Some interesting excerpts form an article that address the art of conversation:
What makes a good conversationalist has changed little over the years. The basics remain the same as when Cicero became the first scholar to write down some rules, which were summarised in 2006 by The Economist: “Speak clearly; speak easily but not too much, especially when others want their turn; do not interrupt; be courteous; deal seriously with serious matters and gracefully with lighter ones; never criticise people behind their backs; stick to subjects of general interest; do not talk about yourself; and, above all, never lose your temper.” But Cicero was lucky: he never went on a first date with someone more interested in their iPhone than his company.
Six ways to have a better conversation: 1. Be curious about others; 2. Take off your mask; 3. Empathise with others; 4. Get behind the job title; 5. Use adventurous openings; 6. Have courage.

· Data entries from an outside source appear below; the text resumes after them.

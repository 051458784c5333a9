//! # Seed Data Generator
//!
//! Populates the database with a warung-style catalogue for development.
//!
//! ## Usage
//! ```bash
//! # Seed the default catalogue into ./kasir_dev.db
//! cargo run -p kasir-db --bin seed
//!
//! # Also ring up some demo sales
//! cargo run -p kasir-db --bin seed -- --sales 50
//!
//! # Load products from a JSON file instead ([{"name", "unit_price", "stock_quantity"}])
//! cargo run -p kasir-db --bin seed -- --fixture ./products.json
//!
//! # Specify database path
//! cargo run -p kasir-db --bin seed -- --db ./data/kasir.db
//! ```

use std::env;

use kasir_core::{checkout, CartLine, NewCategory, NewProduct};
use kasir_db::{Database, DbConfig};

/// Default catalogue, prices in Rupiah.
const DEFAULT_PRODUCTS: &str = r#"[
    {"name": "Indomie Goreng",      "unit_price": 3500,  "stock_quantity": 120},
    {"name": "Indomie Soto",        "unit_price": 3500,  "stock_quantity": 80},
    {"name": "Kopi Susu Sachet",    "unit_price": 2000,  "stock_quantity": 200},
    {"name": "Teh Botol 450ml",     "unit_price": 7000,  "stock_quantity": 48},
    {"name": "Aqua 600ml",          "unit_price": 4000,  "stock_quantity": 96},
    {"name": "Beras 5kg",           "unit_price": 75000, "stock_quantity": 20},
    {"name": "Minyak Goreng 1L",    "unit_price": 18000, "stock_quantity": 30},
    {"name": "Gula Pasir 1kg",      "unit_price": 16000, "stock_quantity": 25},
    {"name": "Telur Ayam 1kg",      "unit_price": 28000, "stock_quantity": 15},
    {"name": "Sabun Mandi",         "unit_price": 5000,  "stock_quantity": 60},
    {"name": "Keripik Singkong",    "unit_price": 10000, "stock_quantity": 40},
    {"name": "Roti Tawar",          "unit_price": 15000, "stock_quantity": 12}
]"#;

const DEFAULT_CATEGORIES: &[(&str, &str)] = &[
    ("Makanan", "Makanan instan dan camilan"),
    ("Minuman", "Minuman kemasan"),
    ("Sembako", "Kebutuhan pokok"),
    ("Kebersihan", "Sabun dan perlengkapan mandi"),
];

#[tokio::main]
async fn main() -> Result<(), Box<dyn std::error::Error>> {
    let args: Vec<String> = env::args().collect();

    let mut db_path = String::from("./kasir_dev.db");
    let mut fixture: Option<String> = None;
    let mut sales: usize = 0;

    let mut i = 1;
    while i < args.len() {
        match args[i].as_str() {
            "--db" | "-d" => {
                if i + 1 < args.len() {
                    db_path = args[i + 1].clone();
                    i += 1;
                }
            }
            "--fixture" | "-f" => {
                if i + 1 < args.len() {
                    fixture = Some(args[i + 1].clone());
                    i += 1;
                }
            }
            "--sales" | "-s" => {
                if i + 1 < args.len() {
                    sales = args[i + 1].parse().unwrap_or(0);
                    i += 1;
                }
            }
            "--help" | "-h" => {
                println!("Kasir POS Seed Data Generator");
                println!();
                println!("Usage: seed [OPTIONS]");
                println!();
                println!("Options:");
                println!("  -d, --db <PATH>        Database file path (default: ./kasir_dev.db)");
                println!("  -f, --fixture <PATH>   JSON array of products to load");
                println!("  -s, --sales <N>        Demo checkouts to ring up (default: 0)");
                println!("  -h, --help             Show this help message");
                return Ok(());
            }
            _ => {}
        }
        i += 1;
    }

    let products: Vec<NewProduct> = match &fixture {
        Some(path) => serde_json::from_str(&std::fs::read_to_string(path)?)?,
        None => serde_json::from_str(DEFAULT_PRODUCTS)?,
    };

    println!("🌱 Kasir POS Seed Data Generator");
    println!("================================");
    println!("Database: {}", db_path);
    println!("Products: {}", products.len());
    println!();

    let db = Database::new(DbConfig::new(&db_path)).await?;

    println!("✓ Connected to database");
    println!("✓ Migrations applied");

    let existing = db.products().count().await?;
    if existing > 0 {
        println!("⚠ Database already has {} products", existing);
        println!("  Skipping seed to avoid duplicates.");
        println!("  Delete the database file to regenerate.");
        return Ok(());
    }

    for (name, description) in DEFAULT_CATEGORIES {
        db.categories()
            .insert(&NewCategory {
                name: name.to_string(),
                description: Some(description.to_string()),
            })
            .await?;
    }
    println!("✓ Inserted {} categories", DEFAULT_CATEGORIES.len());

    let mut ids = Vec::with_capacity(products.len());
    for product in &products {
        if let Err(e) = kasir_core::validation::validate_new_product(product) {
            eprintln!("Skipping {}: {}", product.name, e);
            continue;
        }
        match db.products().insert(product).await {
            Ok(inserted) => ids.push(inserted.id),
            Err(e) => eprintln!("Failed to insert {}: {}", product.name, e),
        }
    }
    println!("✓ Inserted {} products", ids.len());

    if sales > 0 && !ids.is_empty() {
        let store = db.store();
        let start = std::time::Instant::now();

        for n in 0..sales {
            // Deterministic carts of 1-3 lines spread over the catalogue.
            let lines = 1 + n % 3;
            let cart: Vec<CartLine> = (0..lines)
                .map(|k| CartLine::new(ids[(n * 7 + k * 3) % ids.len()], 1 + ((n + k) % 4) as i64))
                .collect();

            if let Err(e) = checkout(&store, &cart).await {
                eprintln!("Checkout {} failed: {}", n + 1, e);
            }
        }

        println!("✓ Rang up {} sales in {:?}", sales, start.elapsed());
    }

    println!();
    println!("✓ Seed complete!");

    db.close().await;
    Ok(())
}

In our groups we were asked to come up with ideas for unusual openings. A man in his early twenties who joked that he had thought of this before, as a chat-up line, suggested: “Tell me something I want to know.” A more challenging opener came from another group member: “If you were coming to the end of your life, what would you have wanted to have done that you hadn’t?” Someone in a different group had the most popular suggestion: explaining how you felt about something and asking your companion what they thought.
But I suspect my classmates were after that most basic thing, human connection. Whatever it was – technology, break-up, bereavement – that made them attend, all wanted stronger relationships. They just weren’t sure how. It would be sad if we needed to dress that up in an intellectual costume. Sad and unhelpful. Nowhere in Cicero’s rules does it say good conversation requires a mastery of literature.
Indeed, conversation needn’t be anything. It needn’t have a purpose. The very act of talking and listening and learning is what my classmates sought. It’s what Ian McEwan said Hitchens wanted in his final days. And that desire is as pure and right as any Coleridge poem.